In particular, incumbent group leader Georg Pazderski’s management style and the way he dealt with employees, described as “absolutely unworthy”, were criticized. The camps have since been restored. Members of the AfD parliamentary group are dueling in court, former employees are suing their dismissals – several proceedings are still ongoing.

What role does President Haldenwang play in protecting the constitution?
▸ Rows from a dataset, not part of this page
//! 应用配置加载和管理

use config::{Config, ConfigError, Environment, File};
use secrecy::SecretString;
use serde::Deserialize;
use std::env;

/// 应用配置结构
#[derive(Debug, Clone, Deserialize)]
pub struct Settings {
    pub server: ServerSettings,
    pub tcp: TcpSettings,
    pub session: SessionSettings,
    pub prefilter: PrefilterSettings,
    pub queue: QueueSettings,
    pub rule: RuleSettings,
    pub dedup: DedupSettings,
    pub suppression: SuppressionSettings,
    pub history: HistorySettings,
    pub distributor: DistributorSettings,
    pub sync: SyncSettings,
    pub token: TokenSettings,
    pub id: IdSettings,
    pub database: DatabaseSettings,
    pub redis: RedisSettings,
    pub logging: LoggingSettings,
    pub shutdown: ShutdownSettings,
}

/// HTTP / WebSocket 服务器配置
#[derive(Debug, Clone, Deserialize)]
pub struct ServerSettings {
    pub host: String,
    pub port: u16,
    pub workers: usize,
}

/// 设备 TCP 接入配置
#[derive(Debug, Clone, Deserialize)]
pub struct TcpSettings {
    pub host: String,
    pub port: u16,
}

/// 设备会话配置
#[derive(Debug, Clone, Deserialize)]
pub struct SessionSettings {
    /// 读空闲超时（秒），超时后关闭连接
    #[serde(default = "default_idle_seconds")]
    pub idle_seconds: u64,
    /// 每会话待发送消息上限，溢出即关闭连接（慢消费者保护）
    #[serde(default = "default_max_pending_writes")]
    pub max_pending_writes: usize,
    /// 每 IP 每分钟允许的认证失败次数
    #[serde(default = "default_auth_attempts")]
    pub auth_attempts_per_minute: u32,
}

fn default_idle_seconds() -> u64 { 10 }
fn default_max_pending_writes() -> usize { 64 }
fn default_auth_attempts() -> u32 { 10 }

/// 预过滤阈值配置
#[derive(Debug, Clone, Deserialize)]
pub struct PrefilterSettings {
    #[serde(default = "default_temperature_threshold")]
    pub temperature_threshold: f64,
    #[serde(default = "default_humidity_threshold")]
    pub humidity_threshold: f64,
    /// 烟雾为累积型传感器：低于该绝对值的读数才可能视为平凡变化
    #[serde(default = "default_smoke_threshold")]
    pub smoke_threshold: f64,
    #[serde(default = "default_co_threshold")]
    pub co_threshold: f64,
}

fn default_temperature_threshold() -> f64 { 0.5 }
fn default_humidity_threshold() -> f64 { 1.0 }
fn default_smoke_threshold() -> f64 { 5.0 }
fn default_co_threshold() -> f64 { 5.0 }

/// 分区队列配置
#[derive(Debug, Clone, Deserialize)]
pub struct QueueSettings {
    /// 每个主题的分区数（3-10）
    #[serde(default = "default_partitions")]
    pub partitions: usize,
    /// 单分区容量（消息条数），写满时生产者等待
    #[serde(default = "default_queue_capacity")]
    pub capacity: usize,
    /// 发布重试次数
    #[serde(default = "default_publish_retry")]
    pub publish_retry_attempts: u32,
    /// 发布重试退避基数（毫秒）
    #[serde(default = "default_publish_backoff")]
    pub publish_backoff_ms: u64,
    /// 普通消费组并发度（单条消息处理）
    #[serde(default = "default_normal_concurrency")]
    pub normal_concurrency: usize,
    /// 背压消费组并发度（批量处理）
    #[serde(default = "default_backpressure_concurrency")]
    pub backpressure_concurrency: usize,
    /// 背压消费组批量大小
    #[serde(default = "default_backpressure_batch")]
    pub backpressure_batch_size: usize,
    /// 背压消费组攒批等待（毫秒）
    #[serde(default = "default_backpressure_linger")]
    pub backpressure_linger_ms: u64,
}

fn default_partitions() -> usize { 10 }
fn default_queue_capacity() -> usize { 4096 }
fn default_publish_retry() -> u32 { 3 }
fn default_publish_backoff() -> u64 { 50 }
fn default_normal_concurrency() -> usize { 4 }
fn default_backpressure_concurrency() -> usize { 1 }
fn default_backpressure_batch() -> usize { 100 }
fn default_backpressure_linger() -> u64 { 200 }

/// 规则引擎配置
#[derive(Debug, Clone, Deserialize)]
pub struct RuleSettings {
    /// 阈值更新端到端时延目标（95 分位，毫秒），超过时记录告警日志
    #[serde(default = "default_update_p95")]
    pub update_p95_ms: u64,
}

fn default_update_p95() -> u64 { 200 }

/// 告警去重配置
#[derive(Debug, Clone, Deserialize)]
pub struct DedupSettings {
    #[serde(default = "default_dedup_window")]
    pub window_seconds: u64,
    #[serde(default = "default_dedup_enabled")]
    pub enabled: bool,
}

fn default_dedup_window() -> u64 { 300 }
fn default_dedup_enabled() -> bool { true }

/// 消防抑制配置
#[derive(Debug, Clone, Deserialize)]
pub struct SuppressionSettings {
    /// 抑制状态自动过期上限（秒）
    #[serde(default = "default_auto_expire")]
    pub auto_expire_seconds: u64,
    /// 分布式锁等待上限（毫秒）
    #[serde(default = "default_lock_wait")]
    pub lock_wait_ms: u64,
    /// 分布式锁租约时长（毫秒），到期自动释放
    #[serde(default = "default_lock_lease")]
    pub lock_lease_ms: u64,
}

fn default_auto_expire() -> u64 { 1800 }
fn default_lock_wait() -> u64 { 5000 }
fn default_lock_lease() -> u64 { 10000 }

/// 告警历史配置
#[derive(Debug, Clone, Deserialize)]
pub struct HistorySettings {
    #[serde(default = "default_retention_days")]
    pub retention_days: u32,
    /// 降级内存环形缓冲容量
    #[serde(default = "default_fallback_size")]
    pub in_memory_fallback_size: usize,
    /// 过期清理执行间隔（秒）
    #[serde(default = "default_sweep_interval")]
    pub sweep_interval_seconds: u64,
}

fn default_retention_days() -> u32 { 30 }
fn default_fallback_size() -> usize { 1000 }
fn default_sweep_interval() -> u64 { 3600 }

/// 告警分发韧性配置
#[derive(Debug, Clone, Deserialize)]
pub struct DistributorSettings {
    #[serde(default = "default_retry_attempts")]
    pub retry_max_attempts: u32,
    #[serde(default = "default_retry_backoff")]
    pub retry_backoff_ms: u64,
    /// 熔断器开启阈值（滚动窗口失败率，0.0-1.0）
    #[serde(default = "default_failure_rate")]
    pub circuit_failure_rate: f64,
    /// 熔断器滚动窗口大小（次数）
    #[serde(default = "default_circuit_window")]
    pub circuit_window: usize,
    /// 熔断器冷却时长（毫秒），之后进入半开态
    #[serde(default = "default_cooldown")]
    pub circuit_cooldown_ms: u64,
    /// 每通道并发上限（隔板）
    #[serde(default = "default_bulkhead")]
    pub bulkhead_concurrency: usize,
    /// 每通道单次投递超时（毫秒）
    #[serde(default = "default_sink_timeout")]
    pub timeout_ms: u64,
}

fn default_retry_attempts() -> u32 { 3 }
fn default_retry_backoff() -> u64 { 100 }
fn default_failure_rate() -> f64 { 0.5 }
fn default_circuit_window() -> usize { 20 }
fn default_cooldown() -> u64 { 10000 }
fn default_bulkhead() -> usize { 8 }
fn default_sink_timeout() -> u64 { 2000 }

/// 数据同步配置
#[derive(Debug, Clone, Deserialize)]
pub struct SyncSettings {
    #[serde(default = "default_snapshot_interval")]
    pub snapshot_interval_seconds: u64,
    #[serde(default = "default_max_events")]
    pub max_events_per_snapshot: usize,
    /// 周期性快照广播间隔（秒）
    #[serde(default = "default_broadcast_interval")]
    pub broadcast_interval_seconds: u64,
}

fn default_snapshot_interval() -> u64 { 300 }
fn default_max_events() -> usize { 1000 }
fn default_broadcast_interval() -> u64 { 3600 }

/// 设备令牌配置
#[derive(Debug, Clone, Deserialize)]
pub struct TokenSettings {
    #[serde(default = "default_access_ttl")]
    pub access_ttl_seconds: u64,
    #[serde(default = "default_refresh_ttl")]
    pub refresh_ttl_seconds: u64,
}

fn default_access_ttl() -> u64 { 300 }
fn default_refresh_ttl() -> u64 { 86400 }

/// ID 分配器配置
#[derive(Debug, Clone, Deserialize, Default)]
pub struct IdSettings {
    /// 节点 ID（0-1023）。未配置时从网卡硬件地址推导
    pub node_id: Option<u16>,
}

#[derive(Debug, Clone, Deserialize)]
pub struct DatabaseSettings {
    pub max_connections: u32,
    pub min_connections: u32,
    pub connect_timeout_seconds: u64,
    pub idle_timeout_seconds: u64,
    pub require_ssl: bool,
}

#[derive(Debug, Clone, Deserialize)]
pub struct RedisSettings {
    pub pool_size: u32,
    pub connect_timeout_seconds: u64,
}

#[derive(Debug, Clone, Deserialize)]
pub struct LoggingSettings {
    pub level: String,
    pub format: String,
}

/// 优雅停机配置
#[derive(Debug, Clone, Deserialize)]
pub struct ShutdownSettings {
    /// 两阶段停机：停止接收新工作后，等待在途工作的宽限时长（秒）
    #[serde(default = "default_grace_seconds")]
    pub grace_seconds: u64,
}

fn default_grace_seconds() -> u64 { 15 }

impl Settings {
    /// 从配置文件和环境变量加载配置
    pub fn load() -> Result<Self, ConfigError> {
        let run_mode = env::var("APP_ENV").unwrap_or_else(|_| "development".into());

        let settings = Config::builder()
            // 加载默认配置
            .add_source(File::with_name("config/development"))
            // 根据环境加载对应配置
            .add_source(File::with_name(&format!("config/{}", run_mode)).required(false))
            // 环境变量覆盖，前缀 VESTA，分隔符 __
            .add_source(
                Environment::with_prefix("VESTA")
                    .prefix_separator("_")
                    .separator("__"),
            )
            .build()?;

        settings.try_deserialize()
    }

    /// 获取数据库连接 URL（从环境变量）
    pub fn database_url() -> SecretString {
        SecretString::new(
            env::var("DATABASE_URL").expect("DATABASE_URL must be set in environment"),
        )
    }

    /// 获取 Redis 连接 URL（从环境变量）
    pub fn redis_url() -> SecretString {
        SecretString::new(env::var("REDIS_URL").expect("REDIS_URL must be set in environment"))
    }

    /// 获取 HTTP 服务器地址
    pub fn server_addr(&self) -> String {
        format!("{}:{}", self.server.host, self.server.port)
    }

    /// 获取设备 TCP 接入地址
    pub fn tcp_addr(&self) -> String {
        format!("{}:{}", self.tcp.host, self.tcp.port)
    }
}

#[cfg(test)]
mod tests {
    use super::*;

    #[test]
    fn test_defaults_match_contract() {
        assert_eq!(default_idle_seconds(), 10);
        assert_eq!(default_dedup_window(), 300);
        assert_eq!(default_auto_expire(), 1800);
        assert_eq!(default_retention_days(), 30);
        assert_eq!(default_fallback_size(), 1000);
        assert_eq!(default_access_ttl(), 300);
        assert_eq!(default_refresh_ttl(), 86400);
        assert_eq!(default_snapshot_interval(), 300);
        assert_eq!(default_max_events(), 1000);
        assert_eq!(default_update_p95(), 200);
    }

    #[test]
    fn test_partitions_in_range() {
        let partitions = default_partitions();
        assert!((3..=10).contains(&partitions));
    }
}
The attempts to instrumentalize the protests against the corona measures show just how much the AfD is looking for crisis topics to stir the mood in times of uncertainty. When, after the great demonstration in Berlin, there was talk – exaggeratedly – of the storming of the Reichstag, it was forgotten that some clear enemies of democracy had long been inside, in parliament. It may be a coincidence, but when Hans-Georg Maaßen was still head of the Office for the Protection of the Constitution, the AfD was not viewed nearly as intensely, the masquerade lasted – and the rise led to temporary ingratitude of the Union AfD positions.
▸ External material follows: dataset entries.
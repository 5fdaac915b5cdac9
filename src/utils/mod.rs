//! 工具函数模块

mod snowflake;
mod time;

pub use snowflake::{IdAllocator, IdParts, TYPE_ALARM, TYPE_READING};
pub use time::*;
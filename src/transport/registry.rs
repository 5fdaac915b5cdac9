//! 设备会话注册表
//!
//! 维护 device_id 到活跃会话的映射。每设备最多一个活跃会话，
//! 注册新会话时旧会话被要求关闭。

use std::collections::HashMap;
use std::sync::Mutex;
use tokio_util::sync::CancellationToken;
use uuid::Uuid;

struct RegisteredSession {
    session_id: Uuid,
    cancel: CancellationToken,
}

/// 会话注册表
#[derive(Default)]
pub struct SessionRegistry {
    inner: Mutex<HashMap<String, RegisteredSession>>,
}

impl SessionRegistry {
    pub fn new() -> Self {
        Self::default()
    }

    /// 注册会话。同设备已有其他会话时旧会话被取消；
    /// 同一会话重复认证只刷新映射
    pub fn register(&self, device_id: &str, session_id: Uuid, cancel: CancellationToken) {
        let mut inner = self.inner.lock().expect("会话注册表锁中毒");
        if let Some(prev) = inner.insert(
            device_id.to_string(),
            RegisteredSession { session_id, cancel },
        ) {
            if prev.session_id != session_id {
                tracing::info!(
                    device_id,
                    prev_session = %prev.session_id,
                    "同设备新会话建立，关闭旧会话"
                );
                prev.cancel.cancel();
            }
        }
    }

    /// 注销会话（仅当映射仍指向该会话时移除）
    pub fn remove(&self, device_id: &str, session_id: Uuid) -> bool {
        let mut inner = self.inner.lock().expect("会话注册表锁中毒");
        match inner.get(device_id) {
            Some(current) if current.session_id == session_id => {
                inner.remove(device_id);
                true
            }
            _ => false,
        }
    }

    /// 主动关闭某设备的会话（设备被禁用时调用）
    pub fn close_device(&self, device_id: &str) -> bool {
        let mut inner = self.inner.lock().expect("会话注册表锁中毒");
        if let Some(session) = inner.remove(device_id) {
            session.cancel.cancel();
            true
        } else {
            false
        }
    }

    /// 设备当前是否在线
    pub fn is_connected(&self, device_id: &str) -> bool {
        self.inner
            .lock()
            .expect("会话注册表锁中毒")
            .contains_key(device_id)
    }

    /// 当前活跃会话数
    pub fn active_count(&self) -> usize {
        self.inner.lock().expect("会话注册表锁中毒").len()
    }
}

#[cfg(test)]
mod tests {
    use super::*;

    #[test]
    fn test_single_session_per_device() {
        let registry = SessionRegistry::new();
        let first = CancellationToken::new();
        let first_id = Uuid::new_v4();
        registry.register("d1", first_id, first.clone());

        // 第二个会话注册后，旧会话被取消
        let second = CancellationToken::new();
        registry.register("d1", Uuid::new_v4(), second.clone());

        assert!(first.is_cancelled());
        assert!(!second.is_cancelled());
        assert_eq!(registry.active_count(), 1);

        // 旧会话退出清理时不能移除新会话的映射
        assert!(!registry.remove("d1", first_id));
        assert!(registry.is_connected("d1"));
    }

    #[test]
    fn test_close_device() {
        let registry = SessionRegistry::new();
        let cancel = CancellationToken::new();
        registry.register("d1", Uuid::new_v4(), cancel.clone());

        assert!(registry.close_device("d1"));
        assert!(cancel.is_cancelled());
        assert!(!registry.is_connected("d1"));
        assert!(!registry.close_device("d1"));
    }
}
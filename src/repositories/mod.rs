//! 数据仓库模块

mod device_repo;

pub use device_repo::DeviceRepository;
Thomas Haldenwang has been chairman of the Federal Office for the Protection of the Constitution since November 2018. Photo: AFP / Bernd von Jutrczenka

Now ever sharper dividing lines are being drawn. And with Thomas Haldenwang, someone heads the German intelligence service who shows a clear advantage. Right-wing extremism is currently the biggest threat to democracy in Germany, he says. He has placed the most radical AfD movement, the “wing” around the Thuringian faction leader Björn Höcke, under observation. Haldenwang calls Höcke and the Brandenburg MP Andreas Kalbitz, who was initially expelled from the party, openly right-wing extremists.
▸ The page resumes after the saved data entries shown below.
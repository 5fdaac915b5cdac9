//! 告警规则模型

use crate::models::{Location, SensorType};
use serde::{Deserialize, Serialize};
use validator::Validate;

/// 告警级别
#[derive(Debug, Clone, Copy, PartialEq, Eq, Hash, Serialize, Deserialize)]
#[serde(rename_all = "UPPERCASE")]
pub enum AlarmSeverity {
    Low,
    Medium,
    High,
}

impl AlarmSeverity {
    pub fn as_str(&self) -> &'static str {
        match self {
            AlarmSeverity::Low => "LOW",
            AlarmSeverity::Medium => "MEDIUM",
            AlarmSeverity::High => "HIGH",
        }
    }

    /// 主题后缀（`alarm/low` 等）
    pub fn topic_suffix(&self) -> &'static str {
        match self {
            AlarmSeverity::Low => "low",
            AlarmSeverity::Medium => "medium",
            AlarmSeverity::High => "high",
        }
    }
}

/// 比较运算符
#[derive(Debug, Clone, Copy, PartialEq, Eq, Serialize, Deserialize)]
pub enum RuleOperator {
    #[serde(rename = ">")]
    Gt,
    #[serde(rename = ">=")]
    Ge,
    #[serde(rename = "<")]
    Lt,
    #[serde(rename = "<=")]
    Le,
    #[serde(rename = "==")]
    Eq,
    #[serde(rename = "!=")]
    Ne,
}

impl RuleOperator {
    /// 按声明语义比较。`==` / `!=` 在调用方提供 epsilon 时做容差比较，
    /// epsilon 为 None 时是精确比较
    pub fn apply(&self, value: f64, threshold: f64, epsilon: Option<f64>) -> bool {
        match self {
            RuleOperator::Gt => value > threshold,
            RuleOperator::Ge => value >= threshold,
            RuleOperator::Lt => value < threshold,
            RuleOperator::Le => value <= threshold,
            RuleOperator::Eq => match epsilon {
                Some(eps) => (value - threshold).abs() <= eps,
                None => value == threshold,
            },
            RuleOperator::Ne => match epsilon {
                Some(eps) => (value - threshold).abs() > eps,
                None => value != threshold,
            },
        }
    }
}

impl std::str::FromStr for RuleOperator {
    type Err = String;

    fn from_str(s: &str) -> Result<Self, Self::Err> {
        match s {
            ">" => Ok(RuleOperator::Gt),
            ">=" => Ok(RuleOperator::Ge),
            "<" => Ok(RuleOperator::Lt),
            "<=" => Ok(RuleOperator::Le),
            "==" | "=" => Ok(RuleOperator::Eq),
            "!=" => Ok(RuleOperator::Ne),
            other => Err(format!("无效的运算符: {}", other)),
        }
    }
}

/// 告警规则
///
/// 同一 (device_id, sensor_type) 可以挂多条规则，评估时全部生效。
#[derive(Debug, Clone, Serialize, Deserialize)]
pub struct AlarmRule {
    pub id: String,
    pub name: String,
    pub device_id: String,
    pub sensor_type: SensorType,
    pub operator: RuleOperator,
    pub threshold: f64,
    /// 时间窗口（秒），0 表示不开窗；开窗时每个指纹窗口内最多触发一次
    #[serde(default)]
    pub window_seconds: u32,
    pub severity: AlarmSeverity,
    pub alarm_type: String,
    pub building_id: Option<String>,
    pub floor_id: Option<String>,
    pub room_id: Option<String>,
    pub zone_id: Option<String>,
    pub enabled: bool,
    pub metadata: Option<String>,
}

impl AlarmRule {
    /// 规则的位置标签（复制到由它触发的告警上）
    pub fn location(&self) -> Location {
        Location {
            building: self.building_id.clone(),
            floor: self.floor_id.clone(),
            room: self.room_id.clone(),
            zone: self.zone_id.clone(),
        }
    }

    /// 告警指纹：逻辑上重复的告警共享同一指纹
    pub fn fingerprint(&self) -> String {
        format!("{}:{}:{}", self.id, self.device_id, self.sensor_type)
    }
}

/// 创建规则请求
#[derive(Debug, Clone, Deserialize, Validate)]
pub struct CreateRuleRequest {
    #[validate(length(min = 1, max = 100, message = "规则名称长度应在 1-100 字符之间"))]
    pub name: String,

    #[validate(length(min = 1, max = 64, message = "设备标识长度应在 1-64 字符之间"))]
    pub device_id: String,

    pub sensor_type: SensorType,
    pub operator: RuleOperator,
    pub threshold: f64,

    #[validate(range(max = 86400, message = "时间窗口不能超过 86400 秒"))]
    #[serde(default)]
    pub window_seconds: u32,

    pub severity: AlarmSeverity,

    #[validate(length(min = 1, max = 32, message = "告警类型长度应在 1-32 字符之间"))]
    pub alarm_type: String,

    pub building_id: Option<String>,
    pub floor_id: Option<String>,
    pub room_id: Option<String>,
    pub zone_id: Option<String>,

    #[serde(default = "default_enabled")]
    pub enabled: bool,

    pub metadata: Option<String>,
}

fn default_enabled() -> bool {
    true
}

/// 更新规则请求（缺省字段保持原值）
#[derive(Debug, Clone, Default, Deserialize, Validate)]
pub struct UpdateRuleRequest {
    #[validate(length(min = 1, max = 100, message = "规则名称长度应在 1-100 字符之间"))]
    pub name: Option<String>,
    pub operator: Option<RuleOperator>,
    pub threshold: Option<f64>,
    pub window_seconds: Option<u32>,
    pub severity: Option<AlarmSeverity>,
    pub alarm_type: Option<String>,
    pub enabled: Option<bool>,
    pub metadata: Option<String>,
}

#[cfg(test)]
mod tests {
    use super::*;

    #[test]
    fn test_operator_strict_semantics() {
        assert!(RuleOperator::Gt.apply(50.1, 50.0, None));
        assert!(!RuleOperator::Gt.apply(50.0, 50.0, None));
        assert!(RuleOperator::Ge.apply(50.0, 50.0, None));
        assert!(RuleOperator::Lt.apply(49.9, 50.0, None));
        assert!(!RuleOperator::Lt.apply(50.0, 50.0, None));
        assert!(RuleOperator::Le.apply(50.0, 50.0, None));
    }

    #[test]
    fn test_operator_equality_exact_by_default() {
        assert!(RuleOperator::Eq.apply(50.0, 50.0, None));
        assert!(!RuleOperator::Eq.apply(50.0000001, 50.0, None));
        assert!(RuleOperator::Ne.apply(50.0000001, 50.0, None));
    }

    #[test]
    fn test_operator_equality_with_epsilon() {
        assert!(RuleOperator::Eq.apply(50.0000001, 50.0, Some(1e-3)));
        assert!(!RuleOperator::Ne.apply(50.0000001, 50.0, Some(1e-3)));
        assert!(RuleOperator::Ne.apply(50.1, 50.0, Some(1e-3)));
    }

    #[test]
    fn test_operator_serde_symbols() {
        let op: RuleOperator = serde_json::from_str("\">\"").unwrap();
        assert_eq!(op, RuleOperator::Gt);
        assert_eq!(serde_json::to_string(&RuleOperator::Ne).unwrap(), "\"!=\"");
    }

    #[test]
    fn test_fingerprint_shape() {
        let rule = AlarmRule {
            id: "r1".into(),
            name: "烟雾超标".into(),
            device_id: "d1".into(),
            sensor_type: SensorType::Smoke,
            operator: RuleOperator::Gt,
            threshold: 50.0,
            window_seconds: 60,
            severity: AlarmSeverity::High,
            alarm_type: "SMOKE".into(),
            building_id: None,
            floor_id: None,
            room_id: None,
            zone_id: None,
            enabled: true,
            metadata: None,
        };
        assert_eq!(rule.fingerprint(), "r1:d1:smoke");
    }

    #[test]
    fn test_severity_topic_suffix() {
        assert_eq!(AlarmSeverity::High.topic_suffix(), "high");
        assert_eq!(
            serde_json::to_string(&AlarmSeverity::Medium).unwrap(),
            "\"MEDIUM\""
        );
    }
}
Bavaria’s Prime Minister Markus Söder (CSU) had predicted in March that Höcke would sooner or later take over the party completely, which could lead to a final split. According to Thuringia’s group leader, more and more moderate forces are being fled. Söder told the Funke media that Höcke was adopting the methods of his role models from the 1920s and 1930s: “Discrediting people, abusing democratic rules for his own ends.”